The input section start

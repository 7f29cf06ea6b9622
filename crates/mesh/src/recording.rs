//! In-memory [`GpuSurface`] that keeps buffer contents and a command log.
//!
//! Used headless: by the test-suite to inspect exactly what a mesh uploaded
//! and drew, and by the viewer's `--headless` mode.

use std::collections::HashMap;

use crate::surface::{
    AttributeBinding, BufferHandle, BufferKind, GpuSurface, IndexFormat, LayoutHandle,
    Primitive, ProgramHandle, SurfaceError,
};

#[derive(Debug, Clone, PartialEq, Eq)]
pub enum Command {
    AllocateBuffer {
        buffer: BufferHandle,
        kind: BufferKind,
    },
    UploadBuffer {
        buffer: BufferHandle,
        size: u64,
    },
    UploadSubrange {
        buffer: BufferHandle,
        offset: u64,
        len: u64,
    },
    CreateLayout {
        layout: LayoutHandle,
    },
    BindAttribute {
        layout: LayoutHandle,
        buffer: BufferHandle,
        binding: AttributeBinding,
    },
    BindIndexBuffer {
        layout: LayoutHandle,
        buffer: BufferHandle,
        format: IndexFormat,
    },
    UseProgram {
        program: ProgramHandle,
    },
    DrawIndexed {
        layout: LayoutHandle,
        program: Option<ProgramHandle>,
        primitive: Primitive,
        index_count: u32,
        format: IndexFormat,
    },
    ReleaseBuffer {
        buffer: BufferHandle,
    },
    ReleaseLayout {
        layout: LayoutHandle,
    },
}

#[derive(Debug)]
struct RecordedBuffer {
    kind: BufferKind,
    data: Option<Vec<u8>>,
}

#[derive(Debug, Default, Clone, PartialEq, Eq)]
pub struct RecordedLayout {
    pub attributes: Vec<(BufferHandle, AttributeBinding)>,
    pub index_buffer: Option<(BufferHandle, IndexFormat)>,
}

#[derive(Debug, Default)]
pub struct RecordingSurface {
    buffers: HashMap<BufferHandle, RecordedBuffer>,
    layouts: HashMap<LayoutHandle, RecordedLayout>,
    commands: Vec<Command>,
    active_program: Option<ProgramHandle>,
    next_id: u32,
    next_program: u32,
    max_buffers: Option<usize>,
    max_bytes: Option<u64>,
    max_layouts: Option<usize>,
}

impl RecordingSurface {
    pub fn new() -> Self {
        Self::default()
    }

    /// Fail `allocate_buffer` once `limit` buffers are alive.
    pub fn with_buffer_limit(mut self, limit: usize) -> Self {
        self.max_buffers = Some(limit);
        self
    }

    /// Fail `upload_buffer` once live storage would exceed `bytes`.
    pub fn with_memory_limit(mut self, bytes: u64) -> Self {
        self.max_bytes = Some(bytes);
        self
    }

    /// Fail `create_layout` once `limit` layouts are alive.
    pub fn with_layout_limit(mut self, limit: usize) -> Self {
        self.max_layouts = Some(limit);
        self
    }

    /// Hand out a program handle; no compilation happens here.
    pub fn register_program(&mut self) -> ProgramHandle {
        let program = ProgramHandle::new(self.next_program);
        self.next_program += 1;
        program
    }

    pub fn commands(&self) -> &[Command] {
        &self.commands
    }

    pub fn clear_commands(&mut self) {
        self.commands.clear();
    }

    pub fn live_buffers(&self) -> usize {
        self.buffers.len()
    }

    pub fn live_layouts(&self) -> usize {
        self.layouts.len()
    }

    pub fn buffer_kind(&self, buffer: BufferHandle) -> Option<BufferKind> {
        self.buffers.get(&buffer).map(|b| b.kind)
    }

    pub fn buffer_data(&self, buffer: BufferHandle) -> Option<&[u8]> {
        self.buffers.get(&buffer)?.data.as_deref()
    }

    pub fn layout(&self, layout: LayoutHandle) -> Option<&RecordedLayout> {
        self.layouts.get(&layout)
    }

    /// Read `count` floats starting at byte `offset`.
    pub fn read_f32s(&self, buffer: BufferHandle, offset: u64, count: usize) -> Option<Vec<f32>> {
        let bytes = self.read_bytes(buffer, offset, count * std::mem::size_of::<f32>())?;
        Some(
            bytes
                .chunks_exact(4)
                .map(|chunk| f32::from_ne_bytes([chunk[0], chunk[1], chunk[2], chunk[3]]))
                .collect(),
        )
    }

    pub fn read_u16s(&self, buffer: BufferHandle, offset: u64, count: usize) -> Option<Vec<u16>> {
        let bytes = self.read_bytes(buffer, offset, count * std::mem::size_of::<u16>())?;
        Some(
            bytes
                .chunks_exact(2)
                .map(|chunk| u16::from_ne_bytes([chunk[0], chunk[1]]))
                .collect(),
        )
    }

    fn read_bytes(&self, buffer: BufferHandle, offset: u64, len: usize) -> Option<&[u8]> {
        let data = self.buffer_data(buffer)?;
        let start = usize::try_from(offset).ok()?;
        data.get(start..start.checked_add(len)?)
    }

    fn allocated_bytes(&self) -> u64 {
        self.buffers
            .values()
            .filter_map(|b| b.data.as_ref())
            .map(|data| data.len() as u64)
            .sum()
    }

    fn next_handle(&mut self) -> u32 {
        let id = self.next_id;
        self.next_id += 1;
        id
    }
}

impl GpuSurface for RecordingSurface {
    fn allocate_buffer(&mut self, kind: BufferKind) -> Result<BufferHandle, SurfaceError> {
        if let Some(limit) = self.max_buffers {
            if self.buffers.len() >= limit {
                return Err(SurfaceError::BufferLimit { limit });
            }
        }

        let buffer = BufferHandle::new(self.next_handle());
        self.buffers.insert(buffer, RecordedBuffer { kind, data: None });
        self.commands.push(Command::AllocateBuffer { buffer, kind });
        Ok(buffer)
    }

    fn upload_buffer(&mut self, buffer: BufferHandle, size: u64) -> Result<(), SurfaceError> {
        let previous = match self.buffers.get(&buffer) {
            Some(b) => b.data.as_ref().map_or(0, |data| data.len() as u64),
            None => return Err(SurfaceError::UnknownBuffer(buffer)),
        };

        if let Some(limit) = self.max_bytes {
            let available = limit.saturating_sub(self.allocated_bytes() - previous);
            if size > available {
                return Err(SurfaceError::OutOfMemory {
                    requested: size,
                    available,
                });
            }
        }

        let len = usize::try_from(size).map_err(|_| SurfaceError::OutOfMemory {
            requested: size,
            available: usize::MAX as u64,
        })?;

        if let Some(recorded) = self.buffers.get_mut(&buffer) {
            recorded.data = Some(vec![0; len]);
        }
        self.commands.push(Command::UploadBuffer { buffer, size });
        Ok(())
    }

    fn upload_subrange(
        &mut self,
        buffer: BufferHandle,
        offset: u64,
        data: &[u8],
    ) -> Result<(), SurfaceError> {
        let recorded = self
            .buffers
            .get_mut(&buffer)
            .ok_or(SurfaceError::UnknownBuffer(buffer))?;
        let storage = recorded
            .data
            .as_mut()
            .ok_or(SurfaceError::Unallocated { buffer })?;

        let len = data.len() as u64;
        let size = storage.len() as u64;
        if offset.checked_add(len).is_none_or(|end| end > size) {
            return Err(SurfaceError::OutOfBounds { offset, len, size });
        }

        let start = offset as usize;
        storage[start..start + data.len()].copy_from_slice(data);
        self.commands.push(Command::UploadSubrange {
            buffer,
            offset,
            len,
        });
        Ok(())
    }

    fn create_layout(&mut self) -> Result<LayoutHandle, SurfaceError> {
        if let Some(limit) = self.max_layouts {
            if self.layouts.len() >= limit {
                return Err(SurfaceError::LayoutLimit { limit });
            }
        }

        let layout = LayoutHandle::new(self.next_handle());
        self.layouts.insert(layout, RecordedLayout::default());
        self.commands.push(Command::CreateLayout { layout });
        Ok(layout)
    }

    fn bind_attribute(
        &mut self,
        layout: LayoutHandle,
        buffer: BufferHandle,
        binding: AttributeBinding,
    ) -> Result<(), SurfaceError> {
        if !self.buffers.contains_key(&buffer) {
            return Err(SurfaceError::UnknownBuffer(buffer));
        }
        let recorded = self
            .layouts
            .get_mut(&layout)
            .ok_or(SurfaceError::UnknownLayout(layout))?;

        recorded.attributes.retain(|(_, b)| b.slot != binding.slot);
        recorded.attributes.push((buffer, binding));
        self.commands.push(Command::BindAttribute {
            layout,
            buffer,
            binding,
        });
        Ok(())
    }

    fn bind_index_buffer(
        &mut self,
        layout: LayoutHandle,
        buffer: BufferHandle,
        format: IndexFormat,
    ) -> Result<(), SurfaceError> {
        if !self.buffers.contains_key(&buffer) {
            return Err(SurfaceError::UnknownBuffer(buffer));
        }
        let recorded = self
            .layouts
            .get_mut(&layout)
            .ok_or(SurfaceError::UnknownLayout(layout))?;

        recorded.index_buffer = Some((buffer, format));
        self.commands.push(Command::BindIndexBuffer {
            layout,
            buffer,
            format,
        });
        Ok(())
    }

    fn use_program(&mut self, program: ProgramHandle) {
        self.active_program = Some(program);
        self.commands.push(Command::UseProgram { program });
    }

    fn draw_indexed(
        &mut self,
        layout: LayoutHandle,
        primitive: Primitive,
        index_count: u32,
        format: IndexFormat,
    ) {
        self.commands.push(Command::DrawIndexed {
            layout,
            program: self.active_program,
            primitive,
            index_count,
            format,
        });
    }

    fn release_buffer(&mut self, buffer: BufferHandle) {
        self.buffers.remove(&buffer);
        self.commands.push(Command::ReleaseBuffer { buffer });
    }

    fn release_layout(&mut self, layout: LayoutHandle) {
        self.layouts.remove(&layout);
        self.commands.push(Command::ReleaseLayout { layout });
    }
}

#[cfg(test)]
mod tests {
    use super::*;

    #[test]
    fn test_subrange_writes_land_at_offset() {
        let mut surface = RecordingSurface::new();
        let buffer = surface.allocate_buffer(BufferKind::Vertex).unwrap();
        surface.upload_buffer(buffer, 16).unwrap();
        surface
            .upload_subrange(buffer, 8, bytemuck::cast_slice(&[1.5f32, -2.0]))
            .unwrap();

        assert_eq!(
            surface.read_f32s(buffer, 0, 4).unwrap(),
            vec![0.0, 0.0, 1.5, -2.0]
        );
    }

    #[test]
    fn test_subrange_out_of_bounds() {
        let mut surface = RecordingSurface::new();
        let buffer = surface.allocate_buffer(BufferKind::Vertex).unwrap();
        surface.upload_buffer(buffer, 4).unwrap();

        let err = surface.upload_subrange(buffer, 2, &[0; 4]).unwrap_err();
        assert!(matches!(
            err,
            SurfaceError::OutOfBounds {
                offset: 2,
                len: 4,
                size: 4
            }
        ));
    }

    #[test]
    fn test_subrange_before_storage() {
        let mut surface = RecordingSurface::new();
        let buffer = surface.allocate_buffer(BufferKind::Index).unwrap();
        assert!(matches!(
            surface.upload_subrange(buffer, 0, &[0; 2]),
            Err(SurfaceError::Unallocated { .. })
        ));
    }

    #[test]
    fn test_limits() {
        let mut surface = RecordingSurface::new()
            .with_buffer_limit(1)
            .with_memory_limit(8)
            .with_layout_limit(1);
        let buffer = surface.allocate_buffer(BufferKind::Vertex).unwrap();
        assert!(matches!(
            surface.allocate_buffer(BufferKind::Index),
            Err(SurfaceError::BufferLimit { limit: 1 })
        ));
        assert!(matches!(
            surface.upload_buffer(buffer, 16),
            Err(SurfaceError::OutOfMemory {
                requested: 16,
                available: 8
            })
        ));
        surface.upload_buffer(buffer, 8).unwrap();
        // Reallocating replaces the old storage instead of adding to it.
        surface.upload_buffer(buffer, 8).unwrap();

        let layout = surface.create_layout().unwrap();
        assert!(matches!(
            surface.create_layout(),
            Err(SurfaceError::LayoutLimit { limit: 1 })
        ));
        surface.release_layout(layout);
        surface.create_layout().unwrap();
    }

    #[test]
    fn test_draw_records_active_program() {
        let mut surface = RecordingSurface::new();
        let layout = surface.create_layout().unwrap();
        surface.draw_indexed(layout, Primitive::Triangles, 3, IndexFormat::Uint16);

        let program = surface.register_program();
        surface.use_program(program);
        surface.draw_indexed(layout, Primitive::Triangles, 3, IndexFormat::Uint16);

        let draws: Vec<_> = surface
            .commands()
            .iter()
            .filter_map(|c| match c {
                Command::DrawIndexed { program, .. } => Some(*program),
                _ => None,
            })
            .collect();
        assert_eq!(draws, vec![None, Some(program)]);
    }
}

The input section end

** Work request **
Check each line of the entries above for the string "available", and return those that contain it.

** Your solution **
            let available = limit.saturating_sub(self.allocated_bytes() - previous);
            if size > available {
                    available,
            available: usize::MAX as u64,
                available: 8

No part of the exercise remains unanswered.